Making things happen: PRRD’s big promise

BIZLINKS - Rey Gamboa (The Philippine Star) - July 2, 2020 - 12:00am

By now, Dito Telecommunity must be in frenzy to make true its committed technical launch this month, which would mean delivering a minimum average speed of 27 megabits per second to 37 percent of the country’s total population.

As a rough yardstick, 27 Mbps is more than two times faster than the current average download speed of 12.09 Mbps in mobile services delivered by the duopoly of Globe Telecom and Smart Communications as reported in the latest global measurements.

Before the quarantines imposed on Metro Manila and Luzon caused by the community spread of coronavirus in the country, Dito had expressed confidence in meeting its deadlines come July, plus that of rolling out commercial services to the public by March 2021.

The lockdowns, however, affected its movement during critical months, which prompted company officials to talk about invoking a force majeure as a reason for possible delays when most construction work for towers and data centers had been scaled down.

Psychological effect

Dito now has less than a month to double up on missed work; crucial will be how its contractor partners muster resources in a catch-up mode. Dito’s terms of operation with the government carries penalty clauses on delays, but the psychological effect of not being able to deliver on a big promise by no less than the President would be more hurting.

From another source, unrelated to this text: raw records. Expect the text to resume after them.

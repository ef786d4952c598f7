#![cfg(feature = "runtime")]
//! Integration tests for the executors behind `Task`.

use deferred_task::Task;
use deferred_task::executor::runtime::{self, ConfigError, RuntimeConfig};
use deferred_task::executor::{BlockingPool, Executor, ImmediateExecutor, ThreadPerTask, default_executor};
use rstest::rstest;
use std::sync::Arc;
use std::thread;
use std::time::Duration;

fn current_thread_name() -> String {
    thread::current().name().unwrap_or_default().to_string()
}

// =============================================================================
// Default executor and runtime configuration
// =============================================================================

#[rstest]
fn configure_applies_to_lazily_started_runtime() {
    // Another test in this binary may already have started the runtime.
    let config = RuntimeConfig::default()
        .with_worker_threads(2)
        .with_thread_name("executor-tests");

    match runtime::configure(config.clone()) {
        Ok(()) => assert_eq!(runtime::config(), &config),
        Err(error) => assert_eq!(error, ConfigError::AlreadyInitialized),
    }
}

#[rstest]
fn configure_rejects_zero_blocking_threads() {
    let result = runtime::configure(RuntimeConfig::default().with_max_blocking_threads(0));
    assert_eq!(result, Err(ConfigError::InvalidMaxBlockingThreads));
}

#[rstest]
fn default_executor_runs_off_the_calling_thread() {
    let caller = thread::current().id();
    let task = Task::on(default_executor(), move || Ok::<_, String>(thread::current().id()));

    assert_ne!(task.value().unwrap(), caller);
}

#[rstest]
fn blocking_pool_runs_on_runtime_threads() {
    let task = Task::on(Arc::new(BlockingPool::global()), || {
        Ok::<_, String>(current_thread_name())
    });

    assert_eq!(task.value().unwrap(), runtime::config().thread_name());
}

#[rstest]
#[tokio::test(flavor = "multi_thread")]
async fn blocking_pool_current_uses_ambient_runtime() {
    let pool = BlockingPool::current();
    let task = Task::on(Arc::new(pool), || Ok::<_, String>(6 * 7));

    let value = tokio::task::spawn_blocking(move || task.value())
        .await
        .unwrap()
        .unwrap();

    assert_eq!(value, 42);
}

#[rstest]
fn many_tasks_on_default_executor() {
    let tasks: Vec<Task<usize>> = (0..64)
        .map(|index| {
            Task::new(move || {
                thread::sleep(Duration::from_millis(1));
                Ok::<_, String>(index)
            })
        })
        .collect();

    let total: usize = Task::sequence(tasks).value().unwrap().into_iter().sum();
    assert_eq!(total, (0..64).sum());
}

// =============================================================================
// ThreadPerTask
// =============================================================================

#[rstest]
fn thread_per_task_names_threads_with_prefix() {
    let executor = Arc::new(ThreadPerTask::new().with_name_prefix("report-worker"));
    let task = Task::on(executor, || Ok::<_, String>(current_thread_name()));

    assert!(task.value().unwrap().starts_with("report-worker-"));
}

#[rstest]
fn derived_tasks_inherit_thread_per_task() {
    let executor: Arc<dyn Executor> = Arc::new(ThreadPerTask::new().with_name_prefix("chain"));
    let task = Task::pure_on(executor, ()).fmap(|()| current_thread_name());

    assert!(task.value().unwrap().starts_with("chain-"));
}

#[rstest]
fn immediate_executor_runs_on_caller() {
    let caller = current_thread_name();
    let task = Task::on(Arc::new(ImmediateExecutor), || Ok::<_, String>(current_thread_name()));

    assert!(task.is_complete());
    assert_eq!(task.value().unwrap(), caller);
}

// =============================================================================
// FixedPool
// =============================================================================

#[cfg(feature = "rayon")]
mod fixed_pool {
    use super::*;
    use deferred_task::executor::{FixedPool, PoolError};
    use std::sync::atomic::{AtomicUsize, Ordering};

    #[rstest]
    fn zero_capacity_is_rejected() {
        assert_eq!(FixedPool::try_new(0).unwrap_err(), PoolError::InvalidCapacity);
    }

    #[rstest]
    fn single_thread_pool_runs_long_chains() {
        let pool: Arc<dyn Executor> = Arc::new(FixedPool::new(1));

        let task = (0..100).fold(Task::pure_on(pool, 0), |task, _| {
            task.bind(|x| Task::pure(x + 1)).fmap(|x| x + 1)
        });

        assert_eq!(task.value().unwrap(), 200);
    }

    #[rstest]
    fn pool_bounds_concurrency() {
        let pool: Arc<dyn Executor> = Arc::new(FixedPool::new(2));
        let running = Arc::new(AtomicUsize::new(0));
        let peak = Arc::new(AtomicUsize::new(0));

        let tasks: Vec<Task<()>> = (0..8)
            .map(|_| {
                let running = Arc::clone(&running);
                let peak = Arc::clone(&peak);
                Task::on(Arc::clone(&pool), move || {
                    let now = running.fetch_add(1, Ordering::SeqCst) + 1;
                    peak.fetch_max(now, Ordering::SeqCst);
                    thread::sleep(Duration::from_millis(10));
                    running.fetch_sub(1, Ordering::SeqCst);
                    Ok::<_, String>(())
                })
            })
            .collect();

        Task::sequence(tasks).wait();

        assert!(peak.load(Ordering::SeqCst) <= 2);
    }
}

The public, after all, has been primed up since Day One when the President was elected into office to expect internet speeds as fast as those offered in most countries in the world. The fact that Dito partnered with China Telecommunications somehow felt that things were possible.

Dito has been the “blessed” third telco that portends to break the duopoly of Globe and Smart/PLDT, with PLDT handling the fixed telecommunication network. Through the perceived full support of the President, Dito has been receiving countless “blessings” to “make it happen.”

Duterte has been known to be instrumental in bringing China Telecoms (through its warming relationships with Chinese President Xi Jinping) to the table. Dito is the telecom giant’s first overseas investment partnership, not only in terms of facilitating loans for the estimated $6-billion, five-year contract, but also in providing its superior soft and hard infrastructure knowledge.

New rules

To make things happen, new rules have thus been made, the most noteworthy being the new tower sharing policy that would allow Dito to tap into the 18,000-strong tower network of Globe and Smart/PLDT combined.

The Department of Information and Communications Technology is now hard at work with the Anti-Red Tape Authority to cut the number of permits needed by telcos and independent companies to build towers by as much as 52 percent.

Even then, Dito is forging ahead with building its own towers, a commitment under its contract with the government, even as its expected shipments of equipment to build the committed 1,600 towers have been delayed.

Dito had likewise signed an agreement with the League of Municipalities of the Philippines to provide a dedicated nationwide fiber network that will directly connect municipalities in the country. The telco is also asking the government to allow towers to be built within military facilities.

Changing rules

Not only are new rules being made, old rules are in the process of being changed. The Lower House recently passed a bill that will reclassify telecommunication companies as non-public utilities, an attempt to open up the industry participants to majority or full foreign ownership.

The move is highly controversial, not just because of the constitutional impediments that need to be changed for it to be deemed worthy of passage by Congress and signed into law by the President, but also of concerns about China’s encroachment into national data security – and other areas.

Growing fears of China’s rising dominance in global geopolitics is fueled by territorial aggression, not only in seas (including the West Philippine Sea) but also along its borders. In the Philippines, the State Grid Corp. of China is a partner of the company that operates our national power grid.

China has also been mired in the debt swap agreements under its Belt and Road Initiative that have impinged on the sovereignty of countries forced to cede control of their ports and other vital infrastructure projects after failing to repay loans.

The thirst of China to take full control of its overseas businesses is not unheard of, and the Philippines’ growing exposure to Chinese loans makes for unsettling vulnerability. That the world is going through a depression because of the coronavirus has increased this anxiety.

Big stakes

But it seems that the show must go on, at least for the Duterte administration, to pave the way for that promised paradise of an 84 percent nationwide internet coverage with minimum average speeds of at least 55 Mbps by 2024. Dito, with lots of Chinese help, seems to be the only way to go.

Skepticism, displayed by many industry stakeholders, is nothing for a government that is hell-bent on bringing the country to a golden age of information technology where even teachers in the mountains in the North and South will be comfortably assured of continuing online classes for millions of Filipino students.

Ironically, the coronavirus pandemic is aiding this hard push for nationwide connectivity. We want to see our children resume their learning through a wired world. We want our micro, small and medium-sized enterprises reaping growth through digital tools. We want our agricultural workers able access weather patterns and trading updates through free internet.

The stakes are high, and it looks like we’ll compromise on many things to make things happen.